¿A alguien le molestan las fiestas?
Desde que se puso en conocimiento la huelga del Levante, muchos han sido los que han criticado al Real Madrid por continuar con los festejos por el título de Liga.
Más aún, desde que Ramón Calderón ha confirmado que de fallar los levantinos, se moverían para invitar a un equipo extranjero y que el público del Santiago Bernabéu, su plantilla, y todo aquel que quiera disfrutar del logro, pudieran hacerlo con normalidad, más voces en contra se han levantado.
En este caso, los blancos han tenido un comportamiento ejemplar. Se han puesto del lado de los jugadores del Levante, les han ofrecido su ayuda, y han respetado su decisión sin decir esta boca es mía.
El problema viene desde otros sectores.
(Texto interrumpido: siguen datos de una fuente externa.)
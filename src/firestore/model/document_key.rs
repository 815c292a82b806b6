use crate::firestore::error::{invalid_argument, FirestoreResult};
use crate::firestore::model::ResourcePath;

#[derive(Clone, Debug, PartialEq, Eq, Hash)]
pub struct DocumentKey {
    path: ResourcePath,
}

impl DocumentKey {
    pub fn from_path(path: ResourcePath) -> FirestoreResult<Self> {
        if path.len() < 2 || path.len() % 2 != 0 {
            return Err(invalid_argument(
                "Document keys must point to a document (even number of segments)",
            ));
        }
        Ok(Self { path })
    }

    pub fn from_string(path: &str) -> FirestoreResult<Self> {
        let resource = ResourcePath::from_string(path)?;
        Self::from_path(resource)
    }

    pub fn collection_path(&self) -> ResourcePath {
        self.path.without_last()
    }

    pub fn path(&self) -> &ResourcePath {
        &self.path
    }

    pub fn id(&self) -> &str {
        self.path
            .last_segment()
            .expect("DocumentKey path always has id")
    }
}

#[cfg(test)]
mod tests {
    use super::*;

    #[test]
    fn validates_even_segments() {
        let err = DocumentKey::from_string("cities").unwrap_err();
        assert_eq!(err.code_str(), "firestore/invalid-argument");
    }

    #[test]
    fn parses_valid_path() {
        let key = DocumentKey::from_string("cities/sf").unwrap();
        assert_eq!(key.id(), "sf");
        assert_eq!(key.collection_path().canonical_string(), "cities");
    }
}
Les molesta una nueva celebración de los blancos. Muy fácil, apagan las televisiones, no compran los periódicos, sintonizan emisoras de radio temáticas, y solucionado.
No se puede poner en entredicho el nombre del Real Madrid porque el Sr. Villarroel no pague a sus jugadores. El club de la capital de España está en su derecho de querer poner el broche a su temporada de la manera que más le guste.
Si es con el Levante, mejor, de lo contrario, cualquier rival valdría para que Raúl sacase a pasear su capote, para que los fuegos artificiales iluminaran Madrid la noche del domingo, o simplemente, para dar una alegría a los aficionados que sufrieron desde la distancia el título logrado en Pamplona. Lo dicho, si alguien no quiere fiestas, que se cambie de país, porque le pese a quien le pese, este título se celebrará como se merece.